Importing libraries

In [None]:
## Import required libraries
import sympy as sp
import pandas as pd
import numpy as np
import tensorflow as tf
from tensorflow.keras.layers import Input,LSTM,Dense,Embedding
from tensorflow.keras.models import Model
from tensorflow.keras.preprocessing.text import Tokenizer
from tensorflow.keras.preprocessing.sequence import pad_sequences
import random
import re

Data Creation

In [None]:
## Create a dataset having functions and corresponding taylor expansions using sympy
x=sp.symbols('x')
degree=3
num_polynomials=100
x0=0
order=4

def generate_random_polynomials(degree,num_polynomials,x_var):
  polynomials=[]
  for _ in range(num_polynomials):
    coefficients=[random.randint(-10,10) for _ in range(degree+1)]
    polynomial=sum(coefficients*(x_var**i) for i,coefficients in enumerate(coefficients))
    polynomials.append(polynomial)
  return polynomials

def add_more_functions():
  functions=[
      sp.sin(x),
      sp.cos(x),
      sp.tan(x),
      sp.exp(x),
      sp.log(x),
      sp.sqrt(x),
      sp.sinh(x),
      sp.cosh(x),
      sp.tanh(x),
      sp.asin(x),
      sp.acos(x),
      sp.atan(x),
      1/(1-x),
      1/(x+3)
  ]
  polynomials=generate_random_polynomials(degree,num_polynomials,x)
  funcs=polynomials+functions
  return funcs

def generate_taylor_data(x_var,x0,order):
  data=[]
  functions=add_more_functions()
  for func in functions:
    taylor_series=sp.series(func,x_var,x0,n=order+1).removeO()
    data.append({'Functions':str(func),'Taylor Series':str(taylor_series)})
  return pd.DataFrame(data)

df=generate_taylor_data(x,x0,order)
print(df.shape)

(114, 2)


Math Tokenization

In [None]:
## Math tokenization
def tokenize(expression):
  characters=r'(\b(?:sin|cos|tan|exp|log|sqrt|...)\b|\w+|[+\-*/^()]|.)'
  tokens=re.findall(characters,expression)
  tokens=[token for token in tokens if token.strip()]
  return tokens

df['Functions']=df['Functions'].apply(tokenize)
df['Taylor Series']=df['Taylor Series'].apply(tokenize)

In [5]:
df.tail()

Unnamed: 0,Functions,Taylor Series
109,"[asin, (, x, )]","[x**, 3/6, + , x]"
110,"[acos, (, x, )]","[-, x**, 3/6, - , x, + , pi/, 2]"
111,"[atan, (, x, )]","[-, x**, 3/3, + , x]"
112,"[1/(, 1, - , x, )]","[x**, 4, + , x**, 3, + , x**, 2, + , x, + ..."
113,"[1/(, x, + , 3, )]","[x**, 4, /, 243, - , x**, 3, /81, + , x**, 2..."


Keras Tokenizer

In [None]:
input_texts=list(df['Functions'])## Input tokens
targets=list(df['Taylor Series'])## Output tokens

tokenizer=Tokenizer()## Define tokenizer
tokenizer.fit_on_texts(input_texts+targets)

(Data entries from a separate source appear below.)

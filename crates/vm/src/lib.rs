//! Rill execution engine — runs loaded instruction streams.
//!
//! The engine is a frame-based machine with:
//! - A frame set (global frame, optional temporary frame, local-frame stack)
//! - A data stack for the stack-oriented instructions
//! - A call stack of saved orders for call/return
//!
//! All run state is owned by one [`Machine`] value constructed fresh per
//! run. Execution is strictly synchronous and single-threaded; the only
//! blocking point is the input collaborator.
//!
//! # Usage
//!
//! ```
//! use rill_common::{Program, SourceArg, SourceInstruction};
//! use rill_vm::io::{StreamInput, StreamOutput};
//!
//! let records = vec![
//!     SourceInstruction::new("1", "DEFVAR", vec![SourceArg::new("var", "GF@x")]),
//!     SourceInstruction::new("2", "MOVE", vec![
//!         SourceArg::new("var", "GF@x"),
//!         SourceArg::new("int", "42"),
//!     ]),
//!     SourceInstruction::new("3", "WRITE", vec![SourceArg::new("var", "GF@x")]),
//! ];
//! let program = Program::load(records).unwrap();
//!
//! let mut input = StreamInput::new(std::io::empty());
//! let mut stdout = StreamOutput::new(Vec::new());
//! let mut stderr = StreamOutput::new(Vec::new());
//!
//! let code = rill_vm::run(&program, &mut input, &mut stdout, &mut stderr).unwrap();
//! assert_eq!(code, 0);
//! assert_eq!(stdout.into_inner(), b"42");
//! ```

pub mod execute;
pub mod frame;
pub mod io;
pub mod machine;
pub mod stack;

pub use frame::{Frame, FrameSet};
pub use machine::Machine;
pub use stack::{CallStack, DataStack};

use io::{InputSource, OutputSink};
use rill_common::{Program, RunError};

/// Execute a program and return its exit code.
///
/// This is the primary entry point for the engine. The exit code is 0 for
/// ordinary completion or the value an EXIT instruction specified; every
/// error is fatal to the run and surfaces as [`RunError`]. Output written
/// before an error stays written.
pub fn run(
    program: &Program,
    input: &mut dyn InputSource,
    stdout: &mut dyn OutputSink,
    stderr: &mut dyn OutputSink,
) -> Result<i32, RunError> {
    let mut machine = Machine::new(program, input, stdout, stderr);
    machine.execute()
}
//! Rill source reader — turns `.rill` text into instruction records.
//!
//! The reader is the instruction-source collaborator: it delivers an
//! ordered enumeration of [`SourceInstruction`] records and nothing more.
//! All semantic validation (order numbers, opcodes, arities, literal
//! values) happens in the engine's load phase.
//!
//! # Format
//!
//! One instruction per line. `#` starts a comment. A line is an optional
//! `ORDER:` prefix, an opcode word, and whitespace-separated `kind@value`
//! argument tokens:
//!
//! ```text
//! # greet whoever is on stdin
//! DEFVAR GF@name
//! READ GF@name type@string
//! WRITE string@hello\032
//! WRITE GF@name
//! ```
//!
//! Lines without an order prefix are numbered sequentially; an explicit
//! prefix re-anchors the numbering and is passed through verbatim, so the
//! engine still sees and validates the raw order text.

pub mod error;
mod reader;

pub use error::SourceError;

use rill_common::SourceInstruction;

/// Read source text into instruction records.
///
/// Fails only on document well-formedness: argument tokens without a
/// `kind@` prefix and order prefixes with no opcode after them.
pub fn parse_source(text: &str) -> Result<Vec<SourceInstruction>, SourceError> {
    let mut orders = reader::OrderCounter::new();
    let mut records = Vec::new();

    for (index, line) in text.lines().enumerate() {
        if let Some(record) = reader::parse_line(line, index + 1, &mut orders)? {
            records.push(record);
        }
    }

    Ok(records)
}
//! Versioned ictr.raw_series.v1 input schema
//!
//! This module defines the batch input document accepted by the CLI and the
//! adapter that turns it into raw series for the pipeline.

mod adapter;
mod raw_series;

pub use adapter::*;
pub use raw_series::*;
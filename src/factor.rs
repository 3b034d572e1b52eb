//! Standardization and single-factor extraction
//!
//! The composite index is the first principal component of the standardized
//! aligned matrix. The decomposition is an SVD of the z-scored matrix
//! (`X = U S Vᵀ`):
//!
//! ```text
//! scores   = X v₁
//! ratio    = s₁² / Σ sᵢ²
//! ```
//!
//! SVD leaves the sign of `v₁` arbitrary, so [`orient`] fixes it against the
//! equal-weight mean of the standardized inputs.

use nalgebra::{DMatrix, DVector};

use crate::align::AlignedMatrix;
use crate::error::BuildError;

/// Z-scored matrix plus the moments used to produce it
#[derive(Debug, Clone)]
pub struct Standardized {
    pub matrix: DMatrix<f64>,
    pub means: Vec<f64>,
    pub std_devs: Vec<f64>,
}

/// First principal component of a standardized matrix
#[derive(Debug, Clone, PartialEq)]
pub struct FirstComponent {
    /// Per-row projection on the component
    pub scores: Vec<f64>,
    /// Per-column weight of the component (unit norm)
    pub loadings: Vec<f64>,
    pub explained_variance_ratio: f64,
}

/// Standardize every column to zero mean and unit variance.
///
/// Uses the population standard deviation over the retained rows. A column
/// whose standard deviation is below `epsilon` (or not finite) is reported
/// instead of producing infinities.
pub fn standardize(aligned: &AlignedMatrix, epsilon: f64) -> Result<Standardized, BuildError> {
    let n_rows = aligned.n_rows();
    let n_cols = aligned.n_cols();
    let n = n_rows as f64;

    let mut means = Vec::with_capacity(n_cols);
    let mut std_devs = Vec::with_capacity(n_cols);

    for col in 0..n_cols {
        let values = aligned.column(col);
        let mean = values.iter().sum::<f64>() / n;
        let variance = values.iter().map(|v| (v - mean).powi(2)).sum::<f64>() / n;
        let std_dev = variance.sqrt();

        if !std_dev.is_finite() || std_dev < epsilon {
            return Err(BuildError::DegenerateInput {
                indicator: aligned.columns[col].clone(),
                std_dev,
            });
        }

        means.push(mean);
        std_devs.push(std_dev);
    }

    let matrix = DMatrix::from_fn(n_rows, n_cols, |r, c| {
        (aligned.rows[r][c] - means[c]) / std_devs[c]
    });

    Ok(Standardized {
        matrix,
        means,
        std_devs,
    })
}

/// Extract the dominant component via SVD
pub fn first_component(x: &DMatrix<f64>) -> Result<FirstComponent, BuildError> {
    if x.nrows() == 0 || x.ncols() == 0 {
        return Err(BuildError::Decomposition(format!(
            "cannot decompose a {}x{} matrix",
            x.nrows(),
            x.ncols()
        )));
    }

    let svd = x.clone().svd(false, true);
    let v_t = svd
        .v_t
        .ok_or_else(|| BuildError::Decomposition("right singular vectors unavailable".into()))?;

    let total: f64 = svd.singular_values.iter().map(|s| s * s).sum();
    let (idx, s1) = svd
        .singular_values
        .iter()
        .copied()
        .enumerate()
        .max_by(|a, b| a.1.total_cmp(&b.1))
        .ok_or_else(|| BuildError::Decomposition("no singular values".into()))?;

    if !(total.is_finite() && total > 0.0) {
        return Err(BuildError::Decomposition(format!(
            "total variance is {total}"
        )));
    }

    let loadings: Vec<f64> = v_t.row(idx).iter().copied().collect();
    let scores = x * DVector::from_column_slice(&loadings);

    Ok(FirstComponent {
        scores: scores.iter().copied().collect(),
        loadings,
        explained_variance_ratio: (s1 * s1 / total).clamp(0.0, 1.0),
    })
}

/// Row-wise mean across columns (equal-weight composite)
pub fn row_means(x: &DMatrix<f64>) -> Vec<f64> {
    let n_cols = x.ncols() as f64;
    x.row_iter().map(|row| row.sum() / n_cols).collect()
}

/// Pearson correlation; `None` when either side has no variance
pub fn pearson(a: &[f64], b: &[f64]) -> Option<f64> {
    if a.len() != b.len() || a.len() < 2 {
        return None;
    }

    let n = a.len() as f64;
    let mean_a = a.iter().sum::<f64>() / n;
    let mean_b = b.iter().sum::<f64>() / n;

    let mut cov = 0.0;
    let mut var_a = 0.0;
    let mut var_b = 0.0;
    for (x, y) in a.iter().zip(b) {
        let da = x - mean_a;
        let db = y - mean_b;
        cov += da * db;
        var_a += da * da;
        var_b += db * db;
    }

    let denom = (var_a * var_b).sqrt();
    if denom > 0.0 && denom.is_finite() {
        Some(cov / denom)
    } else {
        None
    }
}

/// Flip the component when it correlates negatively with `reference`.
///
/// Returns whether the sign was flipped. An undefined correlation keeps the
/// decomposition's sign.
pub fn orient(component: &mut FirstComponent, reference: &[f64]) -> bool {
    match pearson(reference, &component.scores) {
        Some(corr) if corr < 0.0 => {
            component.scores.iter_mut().for_each(|s| *s = -*s);
            component.loadings.iter_mut().for_each(|l| *l = -*l);
            true
        }
        _ => false,
    }
}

inputs=tokenizer.texts_to_sequences(input_texts)
targets=tokenizer.texts_to_sequences(targets)

max_sequence_length=max(max(len(seq) for seq in inputs),max(len(seq) for seq in targets))
encoder_input_data=pad_sequences(inputs,maxlen=max_sequence_length,padding='post')## Padding to inputs
decoder_input_data=pad_sequences(targets,maxlen=max_sequence_length,padding='post')## Padding to outputs

## Outputs(shift by 1)
decoder_target_data=np.zeros_like(decoder_input_data)
decoder_target_data[:,1:]=decoder_input_data[:,:-1]
decoder_target_data=tf.keras.utils.to_categorical(decoder_target_data,num_classes=len(tokenizer.word_index)+1)

Training LSTM

In [None]:
## Define model architecture

## Encoder
encoder_inps=Input(shape=(None,))
encoder_embeddings=Embedding(len(tokenizer.word_index)+1,256)(encoder_inps)
encoder_lstm=LSTM(256,return_state=True)
encoder_outputs,state_h,state_c=encoder_lstm(encoder_embeddings)
encoder_states=[state_h,state_c]

## Decoder
decoder_inps=Input(shape=(None,))
decoder_embeddings=Embedding(len(tokenizer.word_index)+1,256)(decoder_inps)
decoder_lstm=LSTM(256,return_sequences=True,return_state=True)
decoder_outputs,_,_=decoder_lstm(decoder_embeddings,initial_state=encoder_states)
dense=Dense(len(tokenizer.word_index)+1,activation='softmax')
decoder_outputs=dense(decoder_outputs)

## Train the model
model=Model([encoder_inps,decoder_inps],decoder_outputs)

model.compile(optimizer='adam',loss='categorical_crossentropy',metrics=['accuracy'])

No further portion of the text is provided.